EXERCISE PROMPT: Reproduce all records exactly.

SUPPLIED DATA:
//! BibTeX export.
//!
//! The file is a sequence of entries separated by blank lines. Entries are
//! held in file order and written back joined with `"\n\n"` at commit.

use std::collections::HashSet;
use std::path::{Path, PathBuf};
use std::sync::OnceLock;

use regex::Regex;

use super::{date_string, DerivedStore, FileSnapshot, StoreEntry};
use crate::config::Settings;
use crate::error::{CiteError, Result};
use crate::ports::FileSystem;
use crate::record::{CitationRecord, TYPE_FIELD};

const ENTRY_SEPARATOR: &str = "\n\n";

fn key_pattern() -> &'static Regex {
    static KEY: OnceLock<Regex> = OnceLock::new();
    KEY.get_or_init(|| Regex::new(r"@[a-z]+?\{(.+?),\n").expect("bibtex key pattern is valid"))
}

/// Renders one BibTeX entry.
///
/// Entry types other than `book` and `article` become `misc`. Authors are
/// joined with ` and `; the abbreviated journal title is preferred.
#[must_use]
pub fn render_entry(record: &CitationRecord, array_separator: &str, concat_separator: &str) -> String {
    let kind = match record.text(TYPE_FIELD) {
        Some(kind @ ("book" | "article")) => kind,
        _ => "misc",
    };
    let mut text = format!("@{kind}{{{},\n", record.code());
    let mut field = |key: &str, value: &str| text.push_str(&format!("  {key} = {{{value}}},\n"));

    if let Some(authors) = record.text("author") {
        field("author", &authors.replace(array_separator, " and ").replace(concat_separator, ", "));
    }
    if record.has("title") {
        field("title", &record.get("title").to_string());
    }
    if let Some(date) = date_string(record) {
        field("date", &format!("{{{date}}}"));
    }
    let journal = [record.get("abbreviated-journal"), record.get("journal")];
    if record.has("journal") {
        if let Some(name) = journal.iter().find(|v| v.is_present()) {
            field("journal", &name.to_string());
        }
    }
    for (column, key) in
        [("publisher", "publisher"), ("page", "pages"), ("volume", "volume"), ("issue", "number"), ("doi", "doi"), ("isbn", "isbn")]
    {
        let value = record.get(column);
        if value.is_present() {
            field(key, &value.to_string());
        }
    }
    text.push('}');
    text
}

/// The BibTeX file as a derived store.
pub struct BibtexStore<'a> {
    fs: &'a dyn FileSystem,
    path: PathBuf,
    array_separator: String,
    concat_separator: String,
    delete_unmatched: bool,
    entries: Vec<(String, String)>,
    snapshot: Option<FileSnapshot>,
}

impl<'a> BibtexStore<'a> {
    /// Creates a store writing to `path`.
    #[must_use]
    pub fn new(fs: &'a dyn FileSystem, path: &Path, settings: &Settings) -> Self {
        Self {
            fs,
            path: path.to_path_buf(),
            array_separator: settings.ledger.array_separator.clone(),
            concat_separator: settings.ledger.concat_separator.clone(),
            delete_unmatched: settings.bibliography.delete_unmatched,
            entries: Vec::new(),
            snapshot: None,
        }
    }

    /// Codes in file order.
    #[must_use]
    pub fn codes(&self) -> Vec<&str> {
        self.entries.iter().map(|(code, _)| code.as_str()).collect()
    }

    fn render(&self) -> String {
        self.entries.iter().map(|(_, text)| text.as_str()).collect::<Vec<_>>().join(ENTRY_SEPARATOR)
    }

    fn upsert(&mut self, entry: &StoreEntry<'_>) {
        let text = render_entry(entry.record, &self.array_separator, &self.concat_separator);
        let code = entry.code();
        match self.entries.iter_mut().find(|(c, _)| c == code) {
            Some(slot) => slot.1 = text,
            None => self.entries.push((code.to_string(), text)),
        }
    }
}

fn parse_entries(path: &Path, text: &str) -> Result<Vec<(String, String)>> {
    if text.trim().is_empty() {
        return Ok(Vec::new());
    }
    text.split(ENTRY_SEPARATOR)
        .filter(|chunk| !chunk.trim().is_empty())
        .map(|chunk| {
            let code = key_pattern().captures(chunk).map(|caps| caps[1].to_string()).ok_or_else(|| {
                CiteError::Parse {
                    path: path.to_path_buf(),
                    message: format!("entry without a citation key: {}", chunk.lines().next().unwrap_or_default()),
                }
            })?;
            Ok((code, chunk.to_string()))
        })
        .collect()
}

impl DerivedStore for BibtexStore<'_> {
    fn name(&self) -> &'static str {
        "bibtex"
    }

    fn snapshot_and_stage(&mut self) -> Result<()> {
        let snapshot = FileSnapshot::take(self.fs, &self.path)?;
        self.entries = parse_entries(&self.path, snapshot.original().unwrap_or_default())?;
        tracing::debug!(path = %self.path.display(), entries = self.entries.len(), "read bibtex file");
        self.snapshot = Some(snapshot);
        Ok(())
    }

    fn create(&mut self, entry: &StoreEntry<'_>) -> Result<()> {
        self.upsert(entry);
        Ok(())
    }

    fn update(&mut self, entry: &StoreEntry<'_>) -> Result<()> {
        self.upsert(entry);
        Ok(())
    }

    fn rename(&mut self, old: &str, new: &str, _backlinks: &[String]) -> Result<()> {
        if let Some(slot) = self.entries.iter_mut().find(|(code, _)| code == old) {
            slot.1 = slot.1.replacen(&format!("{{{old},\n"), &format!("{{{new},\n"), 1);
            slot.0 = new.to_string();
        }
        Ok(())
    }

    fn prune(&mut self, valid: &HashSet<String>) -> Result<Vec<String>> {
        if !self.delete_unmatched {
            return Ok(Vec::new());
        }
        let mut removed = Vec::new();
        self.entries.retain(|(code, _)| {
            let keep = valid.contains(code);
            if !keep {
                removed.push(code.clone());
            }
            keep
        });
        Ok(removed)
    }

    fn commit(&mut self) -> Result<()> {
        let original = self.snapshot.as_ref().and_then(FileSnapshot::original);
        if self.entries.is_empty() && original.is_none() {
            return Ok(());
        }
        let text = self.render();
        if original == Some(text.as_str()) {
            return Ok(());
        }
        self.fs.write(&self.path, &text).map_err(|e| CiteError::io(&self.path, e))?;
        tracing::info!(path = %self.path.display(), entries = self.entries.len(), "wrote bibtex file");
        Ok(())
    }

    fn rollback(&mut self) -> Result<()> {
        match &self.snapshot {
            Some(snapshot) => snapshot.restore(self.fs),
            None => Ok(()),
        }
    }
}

OUTPUT BELOW:
//! BibTeX export.
//!
//! The file is a sequence of entries separated by blank lines. Entries are
//! held in file order and written back joined with `"\n\n"` at commit.

use std::collections::HashSet;
use std::path::{Path, PathBuf};
use std::sync::OnceLock;

use regex::Regex;

use super::{date_string, DerivedStore, FileSnapshot, StoreEntry};
use crate::config::Settings;
use crate::error::{CiteError, Result};
use crate::ports::FileSystem;
use crate::record::{CitationRecord, TYPE_FIELD};

const ENTRY_SEPARATOR: &str = "\n\n";

fn key_pattern() -> &'static Regex {
    static KEY: OnceLock<Regex> = OnceLock::new();
    KEY.get_or_init(|| Regex::new(r"@[a-z]+?\{(.+?),\n").expect("bibtex key pattern is valid"))
}

/// Renders one BibTeX entry.
///
/// Entry types other than `book` and `article` become `misc`. Authors are
/// joined with ` and `; the abbreviated journal title is preferred.
#[must_use]
pub fn render_entry(record: &CitationRecord, array_separator: &str, concat_separator: &str) -> String {
    let kind = match record.text(TYPE_FIELD) {
        Some(kind @ ("book" | "article")) => kind,
        _ => "misc",
    };
    let mut text = format!("@{kind}{{{},\n", record.code());
    let mut field = |key: &str, value: &str| text.push_str(&format!("  {key} = {{{value}}},\n"));

    if let Some(authors) = record.text("author") {
        field("author", &authors.replace(array_separator, " and ").replace(concat_separator, ", "));
    }
    if record.has("title") {
        field("title", &record.get("title").to_string());
    }
    if let Some(date) = date_string(record) {
        field("date", &format!("{{{date}}}"));
    }
    let journal = [record.get("abbreviated-journal"), record.get("journal")];
    if record.has("journal") {
        if let Some(name) = journal.iter().find(|v| v.is_present()) {
            field("journal", &name.to_string());
        }
    }
    for (column, key) in
        [("publisher", "publisher"), ("page", "pages"), ("volume", "volume"), ("issue", "number"), ("doi", "doi"), ("isbn", "isbn")]
    {
        let value = record.get(column);
        if value.is_present() {
            field(key, &value.to_string());
        }
    }
    text.push('}');
    text
}

/// The BibTeX file as a derived store.
pub struct BibtexStore<'a> {
    fs: &'a dyn FileSystem,
    path: PathBuf,
    array_separator: String,
    concat_separator: String,
    delete_unmatched: bool,
    entries: Vec<(String, String)>,
    snapshot: Option<FileSnapshot>,
}

impl<'a> BibtexStore<'a> {
    /// Creates a store writing to `path`.
    #[must_use]
    pub fn new(fs: &'a dyn FileSystem, path: &Path, settings: &Settings) -> Self {
        Self {
            fs,
            path: path.to_path_buf(),
            array_separator: settings.ledger.array_separator.clone(),
            concat_separator: settings.ledger.concat_separator.clone(),
            delete_unmatched: settings.bibliography.delete_unmatched,
            entries: Vec::new(),
            snapshot: None,
        }
    }

    /// Codes in file order.
    #[must_use]
    pub fn codes(&self) -> Vec<&str> {
        self.entries.iter().map(|(code, _)| code.as_str()).collect()
    }

    fn render(&self) -> String {
        self.entries.iter().map(|(_, text)| text.as_str()).collect::<Vec<_>>().join(ENTRY_SEPARATOR)
    }

    fn upsert(&mut self, entry: &StoreEntry<'_>) {
        let text = render_entry(entry.record, &self.array_separator, &self.concat_separator);
        let code = entry.code();
        match self.entries.iter_mut().find(|(c, _)| c == code) {
            Some(slot) => slot.1 = text,
            None => self.entries.push((code.to_string(), text)),
        }
    }
}

fn parse_entries(path: &Path, text: &str) -> Result<Vec<(String, String)>> {
    if text.trim().is_empty() {
        return Ok(Vec::new());
    }
    text.split(ENTRY_SEPARATOR)
        .filter(|chunk| !chunk.trim().is_empty())
        .map(|chunk| {
            let code = key_pattern().captures(chunk).map(|caps| caps[1].to_string()).ok_or_else(|| {
                CiteError::Parse {
                    path: path.to_path_buf(),
                    message: format!("entry without a citation key: {}", chunk.lines().next().unwrap_or_default()),
                }
            })?;
            Ok((code, chunk.to_string()))
        })
        .collect()
}

impl DerivedStore for BibtexStore<'_> {
    fn name(&self) -> &'static str {
        "bibtex"
    }

    fn snapshot_and_stage(&mut self) -> Result<()> {
        let snapshot = FileSnapshot::take(self.fs, &self.path)?;
        self.entries = parse_entries(&self.path, snapshot.original().unwrap_or_default())?;
        tracing::debug!(path = %self.path.display(), entries = self.entries.len(), "read bibtex file");
        self.snapshot = Some(snapshot);
        Ok(())
    }

    fn create(&mut self, entry: &StoreEntry<'_>) -> Result<()> {
        self.upsert(entry);
        Ok(())
    }

    fn update(&mut self, entry: &StoreEntry<'_>) -> Result<()> {
        self.upsert(entry);
        Ok(())
    }

    fn rename(&mut self, old: &str, new: &str, _backlinks: &[String]) -> Result<()> {
        if let Some(slot) = self.entries.iter_mut().find(|(code, _)| code == old) {
            slot.1 = slot.1.replacen(&format!("{{{old},\n"), &format!("{{{new},\n"), 1);
            slot.0 = new.to_string();
        }
        Ok(())
    }

    fn prune(&mut self, valid: &HashSet<String>) -> Result<Vec<String>> {
        if !self.delete_unmatched {
            return Ok(Vec::new());
        }
        let mut removed = Vec::new();
        self.entries.retain(|(code, _)| {
            let keep = valid.contains(code);
            if !keep {
                removed.push(code.clone());
            }
            keep
        });
        Ok(removed)
    }

    fn commit(&mut self) -> Result<()> {
        let original = self.snapshot.as_ref().and_then(FileSnapshot::original);
        if self.entries.is_empty() && original.is_none() {
            return Ok(());
        }
        let text = self.render();
        if original == Some(text.as_str()) {
            return Ok(());
        }
        self.fs.write(&self.path, &text).map_err(|e| CiteError::io(&self.path, e))?;
        tracing::info!(path = %self.path.display(), entries = self.entries.len(), "wrote bibtex file");
        Ok(())
    }

    fn rollback(&mut self) -> Result<()> {
        match &self.snapshot {
            Some(snapshot) => snapshot.restore(self.fs),
            None => Ok(()),
        }
    }
}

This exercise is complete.